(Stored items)
----------

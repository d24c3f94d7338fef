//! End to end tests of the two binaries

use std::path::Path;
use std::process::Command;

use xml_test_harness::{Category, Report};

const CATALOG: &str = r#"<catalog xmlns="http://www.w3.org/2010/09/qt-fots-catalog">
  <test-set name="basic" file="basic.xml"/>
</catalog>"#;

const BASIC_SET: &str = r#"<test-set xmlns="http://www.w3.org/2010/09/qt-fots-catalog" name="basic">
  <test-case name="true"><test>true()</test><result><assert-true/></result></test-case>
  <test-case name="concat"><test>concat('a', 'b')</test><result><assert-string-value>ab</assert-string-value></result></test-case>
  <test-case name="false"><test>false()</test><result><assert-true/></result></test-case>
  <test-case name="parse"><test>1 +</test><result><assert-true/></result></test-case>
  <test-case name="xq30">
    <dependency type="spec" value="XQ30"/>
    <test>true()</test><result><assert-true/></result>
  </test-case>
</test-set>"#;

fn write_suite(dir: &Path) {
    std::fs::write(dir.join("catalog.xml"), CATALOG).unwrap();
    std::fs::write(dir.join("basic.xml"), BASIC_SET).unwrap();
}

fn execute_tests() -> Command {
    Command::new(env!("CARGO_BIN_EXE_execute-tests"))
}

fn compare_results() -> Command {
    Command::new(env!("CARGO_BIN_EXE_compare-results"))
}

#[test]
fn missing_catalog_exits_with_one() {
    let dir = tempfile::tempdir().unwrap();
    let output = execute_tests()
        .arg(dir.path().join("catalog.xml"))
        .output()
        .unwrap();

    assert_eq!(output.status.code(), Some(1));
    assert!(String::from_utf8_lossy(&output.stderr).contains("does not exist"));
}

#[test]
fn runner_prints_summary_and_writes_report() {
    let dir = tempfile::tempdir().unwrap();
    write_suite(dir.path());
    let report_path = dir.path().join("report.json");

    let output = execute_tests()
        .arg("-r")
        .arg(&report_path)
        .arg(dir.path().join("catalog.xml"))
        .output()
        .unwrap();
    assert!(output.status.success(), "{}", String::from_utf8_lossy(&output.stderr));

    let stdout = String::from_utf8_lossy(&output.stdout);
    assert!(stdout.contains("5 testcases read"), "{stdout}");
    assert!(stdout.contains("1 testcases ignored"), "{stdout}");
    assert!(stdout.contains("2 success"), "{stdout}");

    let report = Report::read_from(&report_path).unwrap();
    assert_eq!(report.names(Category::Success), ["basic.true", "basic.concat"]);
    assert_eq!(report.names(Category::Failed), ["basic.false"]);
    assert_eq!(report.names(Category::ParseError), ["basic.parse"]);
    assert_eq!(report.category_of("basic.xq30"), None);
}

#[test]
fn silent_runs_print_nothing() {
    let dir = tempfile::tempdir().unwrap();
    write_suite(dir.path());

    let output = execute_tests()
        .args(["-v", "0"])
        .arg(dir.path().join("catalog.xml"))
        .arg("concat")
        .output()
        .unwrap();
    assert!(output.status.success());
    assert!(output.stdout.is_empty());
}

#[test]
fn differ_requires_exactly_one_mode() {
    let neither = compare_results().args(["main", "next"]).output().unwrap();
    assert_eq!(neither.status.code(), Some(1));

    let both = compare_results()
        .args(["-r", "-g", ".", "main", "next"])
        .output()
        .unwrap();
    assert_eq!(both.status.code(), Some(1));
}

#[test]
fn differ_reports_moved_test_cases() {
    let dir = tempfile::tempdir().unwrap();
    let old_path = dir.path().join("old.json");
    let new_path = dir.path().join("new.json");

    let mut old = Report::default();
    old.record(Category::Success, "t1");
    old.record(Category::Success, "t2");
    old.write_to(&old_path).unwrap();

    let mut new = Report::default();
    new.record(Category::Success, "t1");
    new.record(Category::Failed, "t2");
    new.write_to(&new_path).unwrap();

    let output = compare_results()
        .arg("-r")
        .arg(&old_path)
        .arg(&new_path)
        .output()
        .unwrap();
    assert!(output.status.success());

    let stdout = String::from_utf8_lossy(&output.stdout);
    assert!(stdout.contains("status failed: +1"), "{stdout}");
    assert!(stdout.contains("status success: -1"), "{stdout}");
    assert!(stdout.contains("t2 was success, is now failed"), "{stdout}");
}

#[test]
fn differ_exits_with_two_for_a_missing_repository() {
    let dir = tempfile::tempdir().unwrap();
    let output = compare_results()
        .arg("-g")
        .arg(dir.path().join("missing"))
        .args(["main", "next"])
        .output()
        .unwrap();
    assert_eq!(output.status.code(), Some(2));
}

----------

=== WHAT IS NEEDED ===
Your answer should be only the number of lines in the entries above that hold the string "neither".

=== EXPECTED ANSWER ===
2